The lovely Robin of bringingeuropehome awarded me the Versatile Blogger Award. Robin’s blog is a very satisfying mixture of Europe (where she’s travelled and lived) and America (where she’s from and now lives) and her posts always show me something new and interesting I didn’t know before:

Each of these awards comes with its own rules, but if I obey them I’ll never get this post finished and I’ve been trying to get it done for ages now. So, I’m just going to make up my own rules, which is very impudent, I know.

I have decided to give each award to the people the award made me instantly think of, however many or few that happened to be, although I realise they may well have had the award before. I know this is bad and very cheeky, but alas sometimes I get that way and no matter how much of a talking to I give myself, I fail to take any notice of it.

The Blog on Fire Award goes to anunrefinedvegan and girlinafoodfrenzy because both of these lovely ladies have blogs that are completely on fire! I don’t know how they do it but they are both amazingly productive when it comes to blogging about their wonderful food. They both astonish me, on an almost daily basis, with their culinary skills. I would also like to give it to cauldronsandcupcakes because Nicole is a truly astonishing blogger. I think I’m right in saying that she does a post every day, and very often they’re extremely thought-provoking and inspiring. I am constantly amazed by her ability to put out so much high quality content, which I know is appreciated by many other bloggers.

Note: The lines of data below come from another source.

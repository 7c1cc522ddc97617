//! Contextual multi-armed bandit route selection (component F). Scores
//! every healthy, policy-passing route for a capability with a Beta-UCB
//! rule, samples per the configured exploration probability, and folds
//! execution outcomes back into the posterior. Grounded on
//! `tandem_providers::ProviderRegistry` — a registry of named backends
//! with a `select_provider` step already present there;
//! generalized here from "pick the configured default provider" into
//! "score every healthy, policy-passing route and sample per the bandit
//! policy."

use std::collections::{HashMap, VecDeque};
use std::sync::Arc;

use cadence_policy::evaluate as evaluate_policy;
use cadence_store::Store;
use cadence_types::{CadenceError, LearningRecord, PolicyContext, PolicyDefinition, Route};
use rand::Rng;
use tokio::sync::Mutex;

#[derive(Debug, Clone, Copy, PartialEq, Eq)]
pub enum CostClass {
    High,
    Mid,
    Low,
}

#[derive(Debug, Clone)]
pub struct BanditConfig {
    pub explore: f64,
    pub alpha0: f64,
    pub beta0: f64,
    pub confidence_width: f64,
    pub latency_smoothing: f64,
    pub confidence_floor: f64,
    pub confidence_decay: f64,
    pub circuit_failure_threshold: u32,
    pub circuit_window_ms: i64,
    pub circuit_open_ms: i64,
}

impl Default for BanditConfig {
    fn default() -> Self {
        Self {
            explore: 0.1,
            alpha0: 1.0,
            beta0: 1.0,
            confidence_width: 1.0,
            latency_smoothing: 0.2,
            confidence_floor: 0.05,
            confidence_decay: 0.9,
            circuit_failure_threshold: 5,
            circuit_window_ms: 30_000,
            circuit_open_ms: 30_000,
        }
    }
}

#[derive(Debug, Clone, Default)]
struct CircuitState {
    failures: VecDeque<i64>,
    open_until: Option<i64>,
}

impl CircuitState {
    fn is_open(&self, now: i64) -> bool {
        self.open_until.map(|until| now < until).unwrap_or(false)
    }
}

#[derive(Debug, Clone)]
pub struct ScoredRoute {
    pub route: Route,
    pub learning: LearningRecord,
    pub score: f64,
}

/// A picked route plus the bookkeeping the caller needs to feed back into
/// `record_outcome` once the execution completes.
#[derive(Debug, Clone)]
pub struct Pick {
    pub route: Route,
    pub total_pulls: u64,
}

#[derive(Clone)]
pub struct Router {
    store: Store,
    config: BanditConfig,
    circuits: Arc<Mutex<HashMap<String, CircuitState>>>,
}

impl Router {
    pub fn new(store: Store, config: BanditConfig) -> Self {
        Self {
            store,
            config,
            circuits: Arc::new(Mutex::new(HashMap::new())),
        }
    }

    /// Fetches candidates, policy-gates them, scores with UCB, samples
    /// exploration-vs-exploitation, and tie-breaks deterministically.
    pub async fn pick_route(
        &self,
        capability: &str,
        context: &PolicyContext,
        policy: &PolicyDefinition,
        _cost_class: CostClass,
        _budget_ms: u64,
        now: i64,
    ) -> Result<Pick, CadenceError> {
        let routes = self
            .store
            .routes_for_capability(capability)
            .await
            .map_err(|e| CadenceError::Internal {
                message: e.to_string(),
            })?;

        if routes.is_empty() {
            return Err(CadenceError::NoRouteAvailable {
                capability: capability.to_string(),
            });
        }

        let circuits = self.circuits.lock().await;
        let mut candidates = Vec::new();
        for route in routes {
            if circuits
                .get(&route.id)
                .map(|c| c.is_open(now))
                .unwrap_or(false)
            {
                continue;
            }
            let decision = evaluate_policy(context, policy);
            if !decision.allowed {
                continue;
            }
            candidates.push(route);
        }
        drop(circuits);

        if candidates.is_empty() {
            return Err(CadenceError::NoRouteAvailable {
                capability: capability.to_string(),
            });
        }

        let mut learning_by_route = HashMap::new();
        let mut total_pulls: u64 = 0;
        for route in &candidates {
            let record = match self
                .store
                .get_learning(&route.id)
                .await
                .map_err(|e| CadenceError::Internal {
                    message: e.to_string(),
                })? {
                Some(r) => r,
                None => LearningRecord::new(route.id.clone(), self.config.alpha0, self.config.beta0),
            };
            total_pulls += record.total_count;
            learning_by_route.insert(route.id.clone(), record);
        }
        // T in the UCB formula is at least 1 so ln(T) stays finite before any pulls.
        let t = total_pulls.max(1) as f64;

        let max_cost = candidates
            .iter()
            .map(|r| learning_by_route[&r.id].avg_cost)
            .fold(0.0_f64, f64::max)
            .max(1e-9);
        let max_latency = candidates
            .iter()
            .map(|r| learning_by_route[&r.id].avg_latency_ms)
            .fold(0.0_f64, f64::max)
            .max(1e-9);

        let mut scored: Vec<ScoredRoute> = candidates
            .into_iter()
            .map(|route| {
                let learning = learning_by_route.remove(&route.id).unwrap();
                let n = learning.total_count.max(1) as f64;
                let mean = learning.posterior_mean();
                let radius = self.config.confidence_width * (t.ln() / n).sqrt();
                let cost_penalty = route.cost_weight * (learning.avg_cost / max_cost);
                let latency_penalty = route.latency_weight * (learning.avg_latency_ms / max_latency);
                let reliability_boost = route.reliability_weight * learning.avg_reliability;
                let score = mean + radius - cost_penalty - latency_penalty + reliability_boost;
                ScoredRoute {
                    route,
                    learning,
                    score,
                }
            })
            .collect();

        scored.sort_by(|a, b| {
            b.score
                .partial_cmp(&a.score)
                .unwrap_or(std::cmp::Ordering::Equal)
                .then_with(|| {
                    a.learning
                        .avg_cost
                        .partial_cmp(&b.learning.avg_cost)
                        .unwrap_or(std::cmp::Ordering::Equal)
                })
                .then_with(|| {
                    b.learning
                        .avg_reliability
                        .partial_cmp(&a.learning.avg_reliability)
                        .unwrap_or(std::cmp::Ordering::Equal)
                })
                .then_with(|| a.route.id.cmp(&b.route.id))
        });

        let picked = if rand::thread_rng().gen_bool(self.config.explore.clamp(0.0, 1.0)) {
            let k = scored.len().min(3);
            let idx = rand::thread_rng().gen_range(0..k);
            scored[idx].route.clone()
        } else {
            scored[0].route.clone()
        };

        Ok(Pick {
            route: picked,
            total_pulls,
        })
    }

    /// Updates the posterior and the circuit breaker: `alpha += 1` on
    /// success, `beta += 1` on failure; EMA-update latency/cost with
    /// smoothing 0.2; decay the confidence radius toward a floor.
    pub async fn record_outcome(
        &self,
        route_id: &str,
        success: bool,
        latency_ms: u64,
        cost: f64,
        now: i64,
    ) -> Result<(), CadenceError> {
        let mut record = match self
            .store
            .get_learning(route_id)
            .await
            .map_err(|e| CadenceError::Internal {
                message: e.to_string(),
            })? {
            Some(r) => r,
            None => LearningRecord::new(route_id, self.config.alpha0, self.config.beta0),
        };

        if success {
            record.alpha += 1.0;
            record.success_count += 1;
        } else {
            record.beta += 1.0;
        }
        record.total_count += 1;

        let smoothing = self.config.latency_smoothing;
        record.avg_latency_ms = ema(record.avg_latency_ms, latency_ms as f64, smoothing);
        record.avg_cost = ema(record.avg_cost, cost, smoothing);
        record.avg_reliability = ema(
            record.avg_reliability,
            if success { 1.0 } else { 0.0 },
            smoothing,
        );
        record.confidence_radius =
            (record.confidence_radius * self.config.confidence_decay).max(self.config.confidence_floor);
        record.last_reward = Some(if success { 1.0 } else { 0.0 });

        self.store
            .put_learning(&record)
            .await
            .map_err(|e| CadenceError::Internal {
                message: e.to_string(),
            })?;

        self.update_circuit(route_id, success, now).await;
        Ok(())
    }

    /// Consecutive-failure circuit breaker: >= `circuit_failure_threshold`
    /// failures within `circuit_window_ms` opens the breaker for
    /// `circuit_open_ms`; a successful use closes it immediately.
    async fn update_circuit(&self, route_id: &str, success: bool, now: i64) {
        let mut circuits = self.circuits.lock().await;
        let state = circuits.entry(route_id.to_string()).or_default();
        if success {
            state.failures.clear();
            state.open_until = None;
            return;
        }
        state.failures.push_back(now);
        let window_start = now - self.config.circuit_window_ms;
        while state.failures.front().map(|t| *t < window_start).unwrap_or(false) {
            state.failures.pop_front();
        }
        if state.failures.len() as u32 >= self.config.circuit_failure_threshold {
            state.open_until = Some(now + self.config.circuit_open_ms);
        }
    }

    pub async fn is_circuit_open(&self, route_id: &str, now: i64) -> bool {
        self.circuits
            .lock()
            .await
            .get(route_id)
            .map(|c| c.is_open(now))
            .unwrap_or(false)
    }
}

fn ema(previous: f64, sample: f64, smoothing: f64) -> f64 {
    if previous == 0.0 {
        return sample;
    }
    smoothing * sample + (1.0 - smoothing) * previous
}

#[cfg(test)]
mod tests {
    use super::*;
    use cadence_types::{PolicyContext, PolicyDefinition};

    async fn store_with_routes(routes: &[Route]) -> Store {
        let store = Store::open_in_memory().await.unwrap();
        for route in routes {
            store.put_route(route).await.unwrap();
        }
        store
    }

    fn route(id: &str, cost_weight: f64) -> Route {
        Route {
            id: id.to_string(),
            capability: "analysis.perform".to_string(),
            mcp_id: "mcp-1".to_string(),
            tool: "analyze".to_string(),
            score: 0.0,
            policy: None,
            healthy: true,
            cost_weight,
            latency_weight: 1.0,
            reliability_weight: 1.0,
        }
    }

    fn ctx() -> PolicyContext {
        PolicyContext {
            capability: "analysis.perform".to_string(),
            step_cost: 1.0,
            cumulative_cost: 1.0,
            elapsed_ms: 0.0,
            user: None,
            project: None,
            environment: None,
            security_level: None,
            critical: false,
            extra: HashMap::new(),
        }
    }

    #[tokio::test]
    async fn errors_when_no_routes_registered() {
        let store = store_with_routes(&[]).await;
        let router = Router::new(store, BanditConfig::default());
        let result = router
            .pick_route(
                "analysis.perform",
                &ctx(),
                &PolicyDefinition::default(),
                CostClass::Mid,
                1_000,
                0,
            )
            .await;
        assert!(matches!(result, Err(CadenceError::NoRouteAvailable { .. })));
    }

    #[tokio::test]
    async fn reward_update_increments_posterior() {
        let store = store_with_routes(&[route("r1", 1.0)]).await;
        let router = Router::new(store, BanditConfig::default());
        router.record_outcome("r1", true, 100, 1.0, 0).await.unwrap();
        let record = router.store.get_learning("r1").await.unwrap().unwrap();
        assert_eq!(record.alpha, 2.0);
        assert_eq!(record.beta, 1.0);
        assert_eq!(record.total_count, 1);
    }

    #[tokio::test]
    async fn cheap_route_is_favored_under_equal_reliability() {
        let store = store_with_routes(&[route("expensive", 1.0), route("cheap", 1.0)]).await;
        router_seed_cost(&store, "expensive", 10.0).await;
        router_seed_cost(&store, "cheap", 1.0).await;
        let mut config = BanditConfig::default();
        config.explore = 0.0;
        let router = Router::new(store, config);
        let pick = router
            .pick_route(
                "analysis.perform",
                &ctx(),
                &PolicyDefinition::default(),
                CostClass::Mid,
                1_000,
                1_000,
            )
            .await
            .unwrap();
        assert_eq!(pick.route.id, "cheap");
    }

    async fn router_seed_cost(store: &Store, route_id: &str, avg_cost: f64) {
        let mut record = LearningRecord::new(route_id, 5.0, 5.0);
        record.avg_cost = avg_cost;
        record.total_count = 10;
        store.put_learning(&record).await.unwrap();
    }

    #[tokio::test]
    async fn circuit_breaker_opens_after_consecutive_failures_and_closes_on_success() {
        let store = store_with_routes(&[route("r1", 1.0)]).await;
        let router = Router::new(store, BanditConfig::default());
        for i in 0..5 {
            router.record_outcome("r1", false, 100, 1.0, i * 1_000).await.unwrap();
        }
        assert!(router.is_circuit_open("r1", 5_000).await);
        router.record_outcome("r1", true, 100, 1.0, 6_000).await.unwrap();
        assert!(!router.is_circuit_open("r1", 6_001).await);
    }
}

The Sunshine Award goes to thenaturephile, desayunosveganos, itsonlyerica and land-sea-sky because all of these blogs brighten my day when I look at their blogs. (In fact, this happens with all the blogs I read regularly, but these four jumped into my mind in particular when I thought about who to give the award to.)

The Genuine Blogger Award goes to mehmudahrehman and sukirthasphotography because both of these delightful ladies have strongly held beliefs that they bring to their blogs in a gracious and humbling manner. I may not share their beliefs but I do respect them and I appreciate the way in which they put their views across. I would also like to give it to Mike, who probably doesn’t want it (sorry, Mike, just ignore this if you like!) because I think he is a genuinely nice chap with a genuninely nice blog.

The Versatile Blogger Award goes to jo’sjournal, allsparkleduptimefortea, teabuddy and gippslandgranny – all of whom are very versatile ladies with a whole host of different and most admirable skills.

I feel sure that this time, as happened last time I did this, I will think of other blogs I wished I’d given the awards to over the next day or two. However, all I can say is that if I’ve ever visited your blog and clicked ‘like’, then thank you.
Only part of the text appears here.